A un “io e te” fatto di un matrimonio, figli già adolescenti o quasi, casa, famiglia, ufficio. Senza un sussulto, senza un’emozione che non c’era più da un po’ (ma te ne accorgi solo guardando a distanza, come rivedendo un film). Solo abitudine consolidata e affetto. Cioè insomma, la camomilla.

A un altro “io e te” fatto di sorrisi finti, accondiscendenza, fascino subìto. Di quelle storie in cui mi sarei sempre sentita quella fortunata. Senza sapere che quello che aveva avuto un gran culo era lui.

O a quell’altro di “io e te” fatto di savoir faire, buone maniere, alta società. Che col mio carattere alla quarta cena impettita avrei infilato le dita nel piatto solo per vedere le facce degli altri commensali e movimentare un po’ la serata.

Poi ci sarebbe anche un “io e te” in cui oggi avrei elegantemente sfoggiato un cesto di corna da competizione. O quell’altro in cui oggi mi ritroverei a cambiargli il pannolone. O ancora l’altro fatto di cazzate a ripetizione e quello di un vorticoso stare in un equilibrio impossibile.

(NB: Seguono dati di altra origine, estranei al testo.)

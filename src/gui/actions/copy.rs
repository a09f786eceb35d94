// src/gui/actions/copy.rs
use eframe::egui;

use crate::{export, gui::app::App};

pub fn copy_authors(app: &mut App, ui_ctx: &egui::Context) {
    if app.authors.is_empty() {
        app.set_status("Nothing to copy");
        logd!("Copy: Clicked, but there's nothing to copy");
        return;
    }
    let table = export::authors_table(&app.authors, app.tracker.now());
    logf!("Copy: authors, rows={}", table.rows.len());
    ui_ctx.copy_text(table.render(&app.state.options.export));
    app.set_status("Copied to clipboard");
}

pub fn copy_papers(app: &mut App, ui_ctx: &egui::Context) {
    let Some(author) = app.selected_author() else {
        app.set_status("Nothing to copy");
        return;
    };
    let table = export::papers_table(author);
    logf!("Copy: papers of {}, rows={}", author.user_id, table.rows.len());
    ui_ctx.copy_text(table.render(&app.state.options.export));
    app.set_status("Copied to clipboard");
}
// src/gui/components/add_bar.rs
use eframe::egui::{self, widgets::Spinner};

use crate::gui::{actions, app::App};

pub fn draw(ui: &mut egui::Ui, app: &mut App) {
    ui.horizontal(|ui| {
        let field = ui.add(
            egui::TextEdit::singleline(&mut app.state.gui.url_input)
                .hint_text("https://scholar.google.com/citations?user=…")
                .desired_width(420.0),
        );
        let enter = field.lost_focus() && ui.input(|i| i.key_pressed(egui::Key::Enter));

        let add = ui.add_enabled(!app.running, egui::Button::new("Add")).clicked();
        if (add || enter) && !app.running {
            actions::add(app);
        }

        ui.separator();

        if ui.add_enabled(!app.running, egui::Button::new("Refresh all")).clicked() {
            actions::refresh_all(app);
        }
        if ui.add_enabled(app.summary.with_changes > 0, egui::Button::new("Mark all read")).clicked() {
            actions::mark_all_read(app);
        }
        if app.running {
            ui.add(Spinner::new());
        }
    });
}
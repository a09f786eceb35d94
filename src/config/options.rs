// src/config/options.rs
use std::path::PathBuf;
use std::time::Duration;

use serde::Deserialize;

use super::consts::*;

/// Everything the library needs at runtime. Deserializes from the TOML
/// config file; any field left out keeps its default.
#[derive(Clone, Debug, PartialEq, Eq, Deserialize)]
#[serde(default)]
pub struct AppOptions {
    pub store_dir: PathBuf,
    pub fetch: FetchOptions,
    pub schedule: ScheduleOptions,
    pub export: ExportOptions,
}

impl Default for AppOptions {
    fn default() -> Self {
        Self {
            store_dir: PathBuf::from(STORE_DIR),
            fetch: FetchOptions::default(),
            schedule: ScheduleOptions::default(),
            export: ExportOptions::default(),
        }
    }
}

#[derive(Clone, Debug, PartialEq, Eq, Deserialize)]
#[serde(default)]
pub struct FetchOptions {
    /// Tried in order after the author's last working mirror.
    pub mirrors: Vec<String>,
    /// Attempts per mirror before moving on.
    pub retries: u32,
    pub retry_delay_ms: u64,
    pub mirror_pause_ms: u64,
    pub author_pause_ms: u64,
    pub page_pause_ms: u64,
    pub page_size: u32,
    pub max_pages: u32,
    pub timeout_secs: u64,
}

impl Default for FetchOptions {
    fn default() -> Self {
        Self {
            mirrors: MIRRORS.iter().map(|m| s!(*m)).collect(),
            retries: RETRIES_PER_MIRROR,
            retry_delay_ms: RETRY_DELAY_MS,
            mirror_pause_ms: MIRROR_PAUSE_MS,
            author_pause_ms: AUTHOR_PAUSE_MS,
            page_pause_ms: PAGE_PAUSE_MS,
            page_size: PAGE_SIZE,
            max_pages: MAX_PAGES,
            timeout_secs: REQUEST_TIMEOUT_SECS,
        }
    }
}

impl FetchOptions {
    /// No pauses at all. Tests and fixtures only.
    pub fn without_delays() -> Self {
        Self {
            retry_delay_ms: 0,
            mirror_pause_ms: 0,
            author_pause_ms: 0,
            page_pause_ms: 0,
            ..Self::default()
        }
    }

    pub fn retry_delay(&self) -> Duration { Duration::from_millis(self.retry_delay_ms) }
    pub fn mirror_pause(&self) -> Duration { Duration::from_millis(self.mirror_pause_ms) }
    pub fn author_pause(&self) -> Duration { Duration::from_millis(self.author_pause_ms) }
    pub fn page_pause(&self) -> Duration { Duration::from_millis(self.page_pause_ms) }
    pub fn timeout(&self) -> Duration { Duration::from_secs(self.timeout_secs) }

    /// Always at least one attempt per mirror, whatever the config says.
    pub fn attempts_per_mirror(&self) -> u32 { self.retries.max(1) }
}

#[derive(Clone, Debug, PartialEq, Eq, Deserialize)]
#[serde(default)]
pub struct ScheduleOptions {
    pub interval_secs: u64,
    pub initial_delay_secs: u64,
}

impl Default for ScheduleOptions {
    fn default() -> Self {
        Self {
            interval_secs: REFRESH_INTERVAL_SECS,
            initial_delay_secs: INITIAL_DELAY_SECS,
        }
    }
}

impl ScheduleOptions {
    pub fn interval(&self) -> Duration { Duration::from_secs(self.interval_secs) }
    pub fn initial_delay(&self) -> Duration { Duration::from_secs(self.initial_delay_secs) }
}

#[derive(Clone, Copy, Debug, PartialEq, Eq, Deserialize, clap::ValueEnum)]
#[serde(rename_all = "lowercase")]
pub enum ExportFormat {
    Csv,
    Tsv,
}

impl ExportFormat {
    pub fn ext(&self) -> &'static str {
        match self { ExportFormat::Csv => "csv", ExportFormat::Tsv => "tsv" }
    }
    pub fn delim(&self) -> char {
        match self { ExportFormat::Csv => ',', ExportFormat::Tsv => '\t' }
    }
}

#[derive(Clone, Debug, PartialEq, Eq, Deserialize)]
#[serde(default)]
pub struct ExportOptions {
    pub format: ExportFormat,
    pub include_headers: bool,
    pub out_dir: PathBuf,
}

impl Default for ExportOptions {
    fn default() -> Self {
        Self {
            format: ExportFormat::Csv,
            include_headers: true,
            out_dir: PathBuf::from(DEFAULT_OUT_DIR),
        }
    }
}

impl ExportOptions {
    /// Default file for a table when the user gave no explicit path.
    pub fn default_path(&self, stem: &str) -> PathBuf {
        self.out_dir.join(format!("{stem}.{}", self.format.ext()))
    }
}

E insomma a me, a me che vivo sempre rimpiangendo quello che non è stato (“È uno strano dolore. Morire di nostalgia per qualcosa che non vivrai mai”, scrive Baricco ed è una delle mie citazioni preferite), Vasco (che non ho mai amato particolarmente, ero più da Baglioni io…) mi ha fatto un regalo. Che io sebbene scombinata, irrequieta, a volte incazzata sono io. Anche senza un “io e te” che forse sarebbe stato solo peggio.